After the rise of ChatGPT in 2023, these days most people are familiar with the concept of LLM - Large Language Model. If you are LLM users, things are looking bright because there are gazillion options for you to choose from.
But if you are on the other side - creating and deploying LLMs, there are certain things you need to think about. For one, your implementation team would have languages/frameworks they specialize in, so that’s already a constraint you have to work with when designing a solution.
Thankfully there are myriad of options to choose from to deploy LLMs, (see here). Even easier if you don’t have to do fine-tuning, because you can serve up the model straightaway.
I picked following frameworks to test LLM serving performance:
Language | Framework |
---|---|
C++ | Llamafile |
Go | Ollama |
Python | HuggingFace |
Rust | mistral.rs |
For experiment details, see here.
Model used: gemma-2-2b-it
Let’s dive in!
Baseline Stats
From the chart, HuggingFace via Python takes longest to perform inferences. Llamafile via C++ and mistral.rs via Rust have similar performance, but Ollama via Go has slightly more latency. Ollama is written in Go, which probably explains higher latency due to garbage collection which is bundled in Go binaries.
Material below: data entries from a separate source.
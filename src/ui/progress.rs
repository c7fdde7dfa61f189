//! Time and size formatting for run output.

use std::time::Duration;

/// Format elapsed milliseconds as a `m:ss` timer.
pub fn format_timer(elapsed_ms: u64) -> String {
    let secs = elapsed_ms / 1000;
    format!("{}:{:02}", secs / 60, secs % 60)
}

/// Format a step duration for display.
pub fn format_duration(d: Duration) -> String {
    let secs = d.as_secs_f64();
    if secs < 1.0 {
        format!("{}ms", d.as_millis())
    } else if secs < 60.0 {
        format!("{:.1}s", secs)
    } else {
        format!("{}m {:02}s", d.as_secs() / 60, d.as_secs() % 60)
    }
}

/// Format a file size in B, KB or MB.
pub fn format_file_size(bytes: u64) -> String {
    const KB: u64 = 1024;
    const MB: u64 = KB * 1024;

    if bytes < KB {
        format!("{} B", bytes)
    } else if bytes < MB {
        format!("{:.1} KB", bytes as f64 / KB as f64)
    } else {
        format!("{:.1} MB", bytes as f64 / MB as f64)
    }
}
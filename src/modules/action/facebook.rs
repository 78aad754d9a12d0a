use reqwest::{multipart, Client};
use anyhow::{Result, anyhow, Context};
use serde_json::Value;
use std::path::Path;
use std::time::Duration;
use tracing::{info, warn};

use super::caption::{truncate_chars, ELLIPSIS, FACEBOOK_CAPTION_LIMIT};
use crate::config::{Credentials, PosterProfile};

/// 唯一带显式超时的投递调用
const UPLOAD_TIMEOUT: Duration = Duration::from_secs(60);

pub struct FacebookPublisher {
    client: Client,
    page_id: String,
    access_token: String,
    graph_url: String,
}

impl FacebookPublisher {
    pub fn new(client: Client, creds: &Credentials, profile: &PosterProfile) -> Self {
        Self {
            client,
            page_id: creds.facebook_page_id.clone(),
            access_token: creds.facebook_page_access_token.clone(),
            graph_url: profile.endpoints.facebook_graph_url.clone(),
        }
    }

    /// 上传本地图片 + 纯文本 caption 到主页，成功返回 post_id
    pub async fn publish(&self, caption: &str, image_path: &Path) -> Result<String> {
        info!("📘 Publishing to Facebook (page {})...", self.page_id);

        let photo = tokio::fs::read(image_path)
            .await
            .with_context(|| format!("Photo not found: {}", image_path.display()))?;
        let file_name = image_path
            .file_name()
            .and_then(|n| n.to_str())
            .unwrap_or("photo.jpg")
            .to_string();

        let (caption, truncated) = truncate_chars(caption, FACEBOOK_CAPTION_LIMIT, ELLIPSIS);
        if truncated {
            warn!("✂️ Facebook caption truncated to {} characters", FACEBOOK_CAPTION_LIMIT);
        }

        let url = format!("{}/{}/photos", self.graph_url.trim_end_matches('/'), self.page_id);
        let form = multipart::Form::new()
            .text("access_token", self.access_token.clone())
            .text("caption", caption)
            .part("source", multipart::Part::bytes(photo).file_name(file_name));

        let resp = self.client.post(&url)
            .multipart(form)
            .timeout(UPLOAD_TIMEOUT)
            .send()
            .await
            .context("Facebook network error")?;

        if !resp.status().is_success() {
            let status = resp.status();
            let err = resp.text().await.unwrap_or_default();
            return Err(anyhow!("Facebook API error ({}): {}", status, err));
        }

        let json_resp: Value = resp.json().await.context("Undecodable Facebook response")?;
        let post_id = json_resp["post_id"]
            .as_str()
            .or_else(|| json_resp["id"].as_str())
            .unwrap_or("N/A")
            .to_string();

        info!("✅ Facebook: published, post_id={}", post_id);
        Ok(post_id)
    }
}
Zooming in Llamafile and mistral.rs, it’s clear that mistral.rs performs better. This is most likely from the fact that Rust has better optimizations compared to C++.
Latency per Iteration
All tests have 10 iterations. From the scatter plot, you can see that sometimes, Llamafile / Ollama / mistral.rs can have very similar performance, but often Ollama takes longer than Llamafile / mistral.rs, which is in-line with the baseline stats from above section. Python still takes the longest, and does not seem to get lower than 14 seconds on each run.
Zooming in Llama and mistral.rs, it is clear that mistral.rs has lower latency than Llamafile. Only once Llamafile performs better than mistral.rs.
Takeaway
Development time and finding the right people to work with you to deploy LLM, Rust-based frameworks yield the best performance.